*INPUT DATA*
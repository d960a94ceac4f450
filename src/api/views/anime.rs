use std::fmt::Write;

use super::{attr, delete_button, esc, layout};
use crate::models::{Anime, Review};

#[must_use]
pub fn list(username: &str, animes: &[Anime], query: &str) -> String {
    let mut rows = String::new();
    for anime in animes {
        let _ = write!(
            rows,
            r#"<tr><td><a href="/animes/{id}">{title}</a></td><td>{studio}</td><td>{episodes}</td><td>{status}</td><td>{year}</td><td>{genres}</td></tr>"#,
            id = anime.id,
            title = esc(&anime.title),
            studio = esc(&anime.studio),
            episodes = anime.episodes,
            status = esc(&anime.status),
            year = anime.year.map(|y| y.to_string()).unwrap_or_default(),
            genres = esc(&anime.genres.join(", ")),
        );
    }

    let table = if animes.is_empty() {
        "<p>No animes found.</p>".to_string()
    } else {
        format!(
            "<table>\n<thead><tr><th>Title</th><th>Studio</th><th>Episodes</th><th>Status</th><th>Year</th><th>Genres</th></tr></thead>\n<tbody>{rows}</tbody>\n</table>"
        )
    };

    let body = format!(
        r#"<h1>Animes</h1>
<form method="get" action="/animes" class="search">
<input type="search" name="q" value="{query}" placeholder="Title, studio, status or genre">
<button type="submit">Search</button>
</form>
<p><a href="/animes/new">Add anime</a></p>
{table}"#,
        query = attr(query),
    );
    layout("Animes", Some(username), &body)
}

#[must_use]
pub fn detail(username: &str, anime: &Anime, reviews: &[Review]) -> String {
    let mut review_items = String::new();
    for review in reviews {
        let _ = write!(
            review_items,
            r#"<li><a href="/reviews/{id}">{title}</a> · {rating}/10 · {author}</li>"#,
            id = review.id,
            title = esc(&review.title),
            rating = review.rating,
            author = esc(&review.author),
        );
    }
    let review_list = if reviews.is_empty() {
        "<p>No reviews yet.</p>".to_string()
    } else {
        format!("<ul>{review_items}</ul>")
    };

    let image = if anime.image_url.is_empty() {
        String::new()
    } else {
        format!(
            r#"<img src="{}" alt="{}" class="cover">"#,
            attr(&anime.image_url),
            attr(&anime.title)
        )
    };

    let body = format!(
        r#"<article>
{image}
<h1>{title}</h1>
<dl>
<dt>Studio</dt><dd>{studio}</dd>
<dt>Episodes</dt><dd>{episodes}</dd>
<dt>Status</dt><dd>{status}</dd>
<dt>Year</dt><dd>{year}</dd>
<dt>Genres</dt><dd>{genres}</dd>
</dl>
<p class="synopsis">{synopsis}</p>
</article>
<p><a href="/animes/{id}/edit">Edit</a> {delete} <a href="/animes">Back</a></p>
<h2>Reviews</h2>
{review_list}
<p><a href="/reviews/new?animeId={id}">Write a review</a></p>"#,
        id = anime.id,
        title = esc(&anime.title),
        studio = esc(&anime.studio),
        episodes = anime.episodes,
        status = esc(&anime.status),
        year = anime.year.map_or_else(|| "—".to_string(), |y| y.to_string()),
        genres = esc(&anime.genres.join(", ")),
        synopsis = esc(&anime.synopsis),
        delete = delete_button(&format!("/animes/{}", anime.id), "Delete"),
    );
    layout(&anime.title, Some(username), &body)
}

#[must_use]
pub fn new_form(username: &str) -> String {
    let body = format!(
        "<h1>New anime</h1>\n{}",
        form("/animes", None, &Anime::default())
    );
    layout("New anime", Some(username), &body)
}

#[must_use]
pub fn edit_form(username: &str, anime: &Anime) -> String {
    let body = format!(
        "<h1>Edit {}</h1>\n{}",
        esc(&anime.title),
        form(&format!("/animes/{}", anime.id), Some("PUT"), anime)
    );
    layout("Edit anime", Some(username), &body)
}

fn form(action: &str, method: Option<&str>, anime: &Anime) -> String {
    let method = method.map_or_else(String::new, |m| {
        format!(r#"<input type="hidden" name="_method" value="{}">"#, attr(m))
    });
    let episodes = if anime.id == 0 {
        String::new()
    } else {
        anime.episodes.to_string()
    };

    format!(
        r#"<form method="post" action="{action}">
{method}
<label>Title <input name="title" value="{title}"></label>
<label>Studio <input name="studio" value="{studio}"></label>
<label>Episodes <input type="number" min="0" name="episodes" value="{episodes}"></label>
<label>Status <input name="status" value="{status}"></label>
<label>Year <input type="number" name="year" value="{year}"></label>
<label>Genres <input name="genres" value="{genres}" placeholder="Action, Drama"></label>
<label>Image URL <input name="imageUrl" value="{image_url}"></label>
<label>Synopsis <textarea name="synopsis">{synopsis}</textarea></label>
<button type="submit">Save</button>
</form>"#,
        action = attr(action),
        title = attr(&anime.title),
        studio = attr(&anime.studio),
        status = attr(&anime.status),
        year = anime.year.map(|y| y.to_string()).unwrap_or_default(),
        genres = attr(&anime.genres.join(", ")),
        image_url = attr(&anime.image_url),
        synopsis = esc(&anime.synopsis),
    )
}
use thiserror::Error;

use super::StoreError;
use crate::models::Rejection;

pub mod anime;
pub mod review;
pub mod user;

#[derive(Debug, Error)]
pub enum RepoError {
    #[error("{0} not found")]
    NotFound(&'static str),

    #[error(transparent)]
    Rejected(#[from] Rejection),

    #[error(transparent)]
    Store(#[from] StoreError),
}
//! Lets HTML forms, which can only GET and POST, reach PUT and DELETE routes.
//!
//! A POST is re-dispatched with the verb named by the `X-HTTP-Method-Override`
//! header, the `_method` query parameter or the `_method` field of an
//! urlencoded body, checked in that order. This has to run before routing.

use axum::{
    body::Body,
    extract::Request,
    http::{HeaderMap, Method, StatusCode, header::CONTENT_TYPE},
    middleware::Next,
    response::{IntoResponse, Response},
};

use crate::constants::limits::MAX_FORM_BYTES;

pub const OVERRIDE_HEADER: &str = "x-http-method-override";
pub const OVERRIDE_FIELD: &str = "_method";

pub async fn method_override(request: Request, next: Next) -> Response {
    if request.method() != Method::POST {
        return next.run(request).await;
    }

    let (mut parts, body) = request.into_parts();

    let mut target = from_header(&parts.headers).or_else(|| from_query(parts.uri.query()));

    let body = if target.is_none() && is_urlencoded(&parts.headers) {
        let bytes = match axum::body::to_bytes(body, MAX_FORM_BYTES).await {
            Ok(bytes) => bytes,
            Err(e) => {
                tracing::warn!(error = %e, "Failed to buffer form body");
                return (StatusCode::BAD_REQUEST, "Failed to read request body").into_response();
            }
        };
        target = from_form(&bytes);
        Body::from(bytes)
    } else {
        body
    };

    if let Some(method) = target {
        tracing::debug!(path = %parts.uri.path(), %method, "Method override");
        parts.method = method;
    }

    next.run(Request::from_parts(parts, body)).await
}

/// Only verbs a form cannot send natively may be requested.
#[must_use]
pub fn parse_override(value: &str) -> Option<Method> {
    match value.trim().to_ascii_uppercase().as_str() {
        "PUT" => Some(Method::PUT),
        "PATCH" => Some(Method::PATCH),
        "DELETE" => Some(Method::DELETE),
        _ => None,
    }
}

fn from_header(headers: &HeaderMap) -> Option<Method> {
    headers
        .get(OVERRIDE_HEADER)
        .and_then(|value| value.to_str().ok())
        .and_then(parse_override)
}

fn from_query(query: Option<&str>) -> Option<Method> {
    url::form_urlencoded::parse(query?.as_bytes())
        .find(|(key, _)| key == OVERRIDE_FIELD)
        .and_then(|(_, value)| parse_override(&value))
}

fn from_form(body: &[u8]) -> Option<Method> {
    url::form_urlencoded::parse(body)
        .find(|(key, _)| key == OVERRIDE_FIELD)
        .and_then(|(_, value)| parse_override(&value))
}

fn is_urlencoded(headers: &HeaderMap) -> bool {
    headers
        .get(CONTENT_TYPE)
        .and_then(|value| value.to_str().ok())
        .is_some_and(|value| value.starts_with("application/x-www-form-urlencoded"))
}
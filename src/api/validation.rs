/// Trimmed, lowercased search term; `None` when there is nothing to search for.
#[must_use]
pub fn normalize_query(query: Option<&str>) -> Option<String> {
    let trimmed = query?.trim();
    if trimmed.is_empty() {
        return None;
    }
    Some(trimmed.to_lowercase())
}

/// Filter value that only counts when non-empty.
#[must_use]
pub fn non_empty(value: Option<&str>) -> Option<&str> {
    value.filter(|v| !v.is_empty())
}
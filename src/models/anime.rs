use serde::{Deserialize, Serialize};

use super::fields::Fields;

#[derive(Debug, Clone, Default, PartialEq, Serialize, Deserialize)]
#[serde(default, rename_all = "camelCase")]
pub struct Anime {
    pub id: u32,
    pub title: String,
    pub studio: String,
    #[serde(deserialize_with = "super::lenient::whole_u32")]
    pub episodes: u32,
    pub status: String,
    #[serde(deserialize_with = "super::lenient::year")]
    pub year: Option<i32>,
    pub genres: Vec<String>,
    pub synopsis: String,
    pub image_url: String,
}

/// Normalized anime input. `None` means the field was not submitted.
#[derive(Debug, Clone, Default, PartialEq)]
pub struct AnimeInput {
    pub title: Option<String>,
    pub studio: Option<String>,
    pub episodes: Option<u32>,
    pub status: Option<String>,
    pub year: Option<Option<i32>>,
    pub genres: Option<Vec<String>>,
    pub synopsis: Option<String>,
    pub image_url: Option<String>,
}

impl AnimeInput {
    /// Episodes that do not parse (or are negative) become 0; a year that
    /// does not parse, or is 0, becomes null.
    #[must_use]
    #[allow(clippy::cast_possible_truncation, clippy::cast_sign_loss)]
    pub fn from_fields(fields: &Fields) -> Self {
        Self {
            title: fields.text("title"),
            studio: fields.text("studio"),
            episodes: fields
                .number("episodes")
                .map(|n| n.filter(|n| *n > 0.0).map_or(0, |n| n.trunc() as u32)),
            status: fields.text("status"),
            year: fields
                .number("year")
                .map(|n| n.map(f64::trunc).filter(|n| *n != 0.0).map(|n| n as i32)),
            genres: fields.list("genres"),
            synopsis: fields.text("synopsis"),
            image_url: fields.text("imageUrl"),
        }
    }
}

impl Anime {
    #[must_use]
    pub fn new(id: u32, input: AnimeInput) -> Self {
        let mut anime = Self {
            id,
            ..Self::default()
        };
        anime.apply(input);
        anime
    }

    /// Overwrites every submitted field, keeping the stored value of the rest.
    pub fn apply(&mut self, input: AnimeInput) {
        if let Some(title) = input.title {
            self.title = title;
        }
        if let Some(studio) = input.studio {
            self.studio = studio;
        }
        if let Some(episodes) = input.episodes {
            self.episodes = episodes;
        }
        if let Some(status) = input.status {
            self.status = status;
        }
        if let Some(year) = input.year {
            self.year = year;
        }
        if let Some(genres) = input.genres {
            self.genres = genres;
        }
        if let Some(synopsis) = input.synopsis {
            self.synopsis = synopsis;
        }
        if let Some(image_url) = input.image_url {
            self.image_url = image_url;
        }
    }

    /// `needle` must already be lowercased.
    #[must_use]
    pub fn matches(&self, needle: &str) -> bool {
        self.title.to_lowercase().contains(needle)
            || self.studio.to_lowercase().contains(needle)
            || self.status.to_lowercase().contains(needle)
            || self.genres.join(" ").to_lowercase().contains(needle)
    }
}
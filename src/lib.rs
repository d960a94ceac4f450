pub mod api;
pub mod cli;
pub mod config;
pub mod constants;
pub mod db;
pub mod models;
pub mod services;

use anyhow::Context;
use tokio::signal;
use tracing::{error, info};
use tracing_subscriber::EnvFilter;

use cli::{Cli, Commands, UserCommands};
pub use config::Config;
use db::{Store, UserRepository};
use services::{CredentialService, FileCredentialService};

pub async fn run(cli: Cli, config: Config) -> anyhow::Result<()> {
    config.validate()?;
    init_tracing(&config);

    match cli.command.unwrap_or(Commands::Serve) {
        Commands::Serve => run_server(config).await,
        Commands::Init => cmd_init(&config).await,
        Commands::User {
            command: UserCommands::Add { username, password },
        } => cmd_user_add(&config, &username, &password).await,
    }
}

fn init_tracing(config: &Config) {
    use tracing_subscriber::{layer::SubscriberExt, util::SubscriberInitExt};

    let env_filter = EnvFilter::try_from_default_env()
        .unwrap_or_else(|_| EnvFilter::new(&config.general.log_level));

    let registry = tracing_subscriber::registry().with(env_filter);

    // Production logs are consumed by machines.
    if config.secure_cookies() {
        registry
            .with(tracing_subscriber::fmt::layer().json())
            .init();
    } else {
        registry.with(tracing_subscriber::fmt::layer()).init();
    }
}

async fn run_server(config: Config) -> anyhow::Result<()> {
    info!("anishelf v{} starting...", env!("CARGO_PKG_VERSION"));

    let prometheus_handle = if config.observability.metrics_enabled {
        use metrics_exporter_prometheus::PrometheusBuilder;
        let handle = PrometheusBuilder::new()
            .install_recorder()
            .context("Failed to install Prometheus recorder")?;
        info!("Prometheus metrics recorder initialized");
        Some(handle)
    } else {
        None
    };

    let addr = format!("{}:{}", config.server.host, config.server.port);
    let state = api::create_app_state(config, prometheus_handle).await?;
    let app = api::router(state);

    let listener = tokio::net::TcpListener::bind(&addr)
        .await
        .with_context(|| format!("Failed to bind {addr}"))?;
    info!("Web server running at http://{}", addr);

    axum::serve(listener, app)
        .with_graceful_shutdown(shutdown_signal())
        .await?;

    info!("Server stopped");
    Ok(())
}

async fn shutdown_signal() {
    match signal::ctrl_c().await {
        Ok(()) => info!("Shutdown signal received"),
        Err(e) => error!("Error listening for shutdown: {}", e),
    }
}

async fn cmd_init(config: &Config) -> anyhow::Result<()> {
    if Config::create_default_if_missing()? {
        println!("Created default config file.");
    } else {
        println!("Config file already exists.");
    }

    let store = Store::open(&config.storage.db_path).await?;
    let users = UserRepository::open(&config.storage.users_path, config.security.clone()).await?;

    println!("Catalog: {}", store.path().display());
    println!("Users:   {}", users.path().display());
    Ok(())
}

async fn cmd_user_add(config: &Config, username: &str, password: &str) -> anyhow::Result<()> {
    let users = UserRepository::open(&config.storage.users_path, config.security.clone()).await?;
    let credentials = FileCredentialService::new(users, config.auth.clone());

    match credentials.register(username, password).await {
        Ok(identity) => {
            println!("Created user '{}' ({})", identity.username, identity.id);
            Ok(())
        }
        Err(e) => anyhow::bail!("Could not create user: {e}"),
    }
}
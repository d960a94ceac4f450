use tracing::info;

use super::RepoError;
use crate::db::{Store, StoreError};
use crate::models::{Anime, AnimeInput, Review};

#[derive(Clone)]
pub struct AnimeRepository {
    store: Store,
}

impl AnimeRepository {
    #[must_use]
    pub const fn new(store: Store) -> Self {
        Self { store }
    }

    /// All animes, or only those matching `query` (already lowercased).
    pub async fn list(&self, query: Option<&str>) -> Result<Vec<Anime>, StoreError> {
        let document = self.store.read().await?;
        Ok(match query {
            Some(needle) => document
                .animes
                .into_iter()
                .filter(|anime| anime.matches(needle))
                .collect(),
            None => document.animes,
        })
    }

    pub async fn get(&self, raw_id: &str) -> Result<Option<Anime>, StoreError> {
        let mut document = self.store.read().await?;
        Ok(document
            .anime_position(raw_id)
            .map(|idx| document.animes.swap_remove(idx)))
    }

    /// The anime together with the reviews that reference it.
    pub async fn get_with_reviews(
        &self,
        raw_id: &str,
    ) -> Result<Option<(Anime, Vec<Review>)>, StoreError> {
        let mut document = self.store.read().await?;
        let Some(idx) = document.anime_position(raw_id) else {
            return Ok(None);
        };
        let anime = document.animes.swap_remove(idx);
        let reviews = document
            .reviews
            .into_iter()
            .filter(|review| review.anime_id == anime.id)
            .collect();
        Ok(Some((anime, reviews)))
    }

    /// The anime with the numerically highest id.
    pub async fn latest(&self) -> Result<Option<Anime>, StoreError> {
        let document = self.store.read().await?;
        Ok(document.latest_anime().cloned())
    }

    pub async fn create(&self, input: AnimeInput) -> Result<Anime, StoreError> {
        let anime = self
            .store
            .update(|document| {
                let anime = Anime::new(document.next_anime_id()?, input);
                document.animes.push(anime.clone());
                Ok::<_, StoreError>(anime)
            })
            .await?;

        info!(anime_id = anime.id, title = %anime.title, "Anime created");
        Ok(anime)
    }

    pub async fn update(&self, raw_id: &str, input: AnimeInput) -> Result<Anime, RepoError> {
        let anime = self
            .store
            .update(|document| {
                let idx = document
                    .anime_position(raw_id)
                    .ok_or(RepoError::NotFound("Anime"))?;
                let anime = &mut document.animes[idx];
                anime.apply(input);
                Ok::<_, RepoError>(anime.clone())
            })
            .await?;

        info!(anime_id = anime.id, "Anime updated");
        Ok(anime)
    }

    /// Reviews pointing at the deleted anime are left in place.
    pub async fn delete(&self, raw_id: &str) -> Result<(), RepoError> {
        self.store
            .update(|document| {
                let before = document.animes.len();
                document.animes.retain(|a| a.id.to_string() != raw_id);
                if document.animes.len() == before {
                    return Err(RepoError::NotFound("Anime"));
                }
                Ok(())
            })
            .await?;

        info!(anime_id = raw_id, "Anime deleted");
        Ok(())
    }
}

#[cfg(test)]
mod tests {
    use super::*;
    use crate::models::Fields;

    async fn repo() -> AnimeRepository {
        let path = std::env::temp_dir()
            .join(format!("anishelf-anime-{}", uuid::Uuid::new_v4()))
            .join("db.json");
        Store::open(path).await.unwrap().animes()
    }

    fn input(title: &str, genres: &str) -> AnimeInput {
        AnimeInput::from_fields(&Fields::new().with("title", title).with("genres", genres))
    }

    #[tokio::test]
    async fn test_ids_are_not_reused() {
        let repo = repo().await;
        assert_eq!(repo.create(input("A", "")).await.unwrap().id, 1);
        assert_eq!(repo.create(input("B", "")).await.unwrap().id, 2);
        assert_eq!(repo.create(input("C", "")).await.unwrap().id, 3);

        repo.delete("2").await.unwrap();
        assert_eq!(repo.create(input("D", "")).await.unwrap().id, 4);

        repo.delete("4").await.unwrap();
        assert_eq!(repo.create(input("E", "")).await.unwrap().id, 4);
    }

    #[tokio::test(flavor = "multi_thread", worker_threads = 4)]
    async fn test_concurrent_creates_are_all_kept() {
        let repo = repo().await;

        let handles: Vec<_> = (0..50)
            .map(|i| {
                let repo = repo.clone();
                tokio::spawn(async move { repo.create(input(&format!("A{i}"), "")).await })
            })
            .collect();

        let mut ids = Vec::new();
        for handle in handles {
            ids.push(handle.await.unwrap().unwrap().id);
        }
        ids.sort_unstable();
        ids.dedup();
        assert_eq!(ids, (1..=50).collect::<Vec<u32>>());
        assert_eq!(repo.list(None).await.unwrap().len(), 50);
    }

    #[tokio::test]
    async fn test_delete_missing_is_not_found() {
        let repo = repo().await;
        repo.create(input("A", "")).await.unwrap();

        assert!(matches!(
            repo.delete("9").await,
            Err(RepoError::NotFound("Anime"))
        ));
        assert_eq!(repo.list(None).await.unwrap().len(), 1);
    }

    #[tokio::test]
    async fn test_update_missing_leaves_store_unchanged() {
        let repo = repo().await;
        let created = repo.create(input("A", "Drama")).await.unwrap();

        assert!(matches!(
            repo.update("5", input("B", "")).await,
            Err(RepoError::NotFound(_))
        ));
        assert_eq!(repo.list(None).await.unwrap(), vec![created]);
    }

    #[tokio::test]
    async fn test_list_filters_case_insensitively() {
        let repo = repo().await;
        repo.create(input("Mechanical Heart", "Drama")).await.unwrap();
        repo.create(input("Slow Days", "Mecha, Comedy")).await.unwrap();
        repo.create(input("Other", "Sports")).await.unwrap();

        let found = repo.list(Some("mecha")).await.unwrap();
        assert_eq!(found.len(), 2);
        assert_eq!(repo.list(None).await.unwrap().len(), 3);
    }
}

*PROBLEM DESCRIPTION*
Your task is to gather all lines from the entries above that hold the word "super".

*ANSWER FOR THE TASK*
use super::{attr, delete_button, esc, layout};
use super::StoreError;
use super::fields::Fields;
    #[serde(deserialize_with = "super::lenient::whole_u32")]
    #[serde(deserialize_with = "super::lenient::year")]
use super::RepoError;
    use super::*;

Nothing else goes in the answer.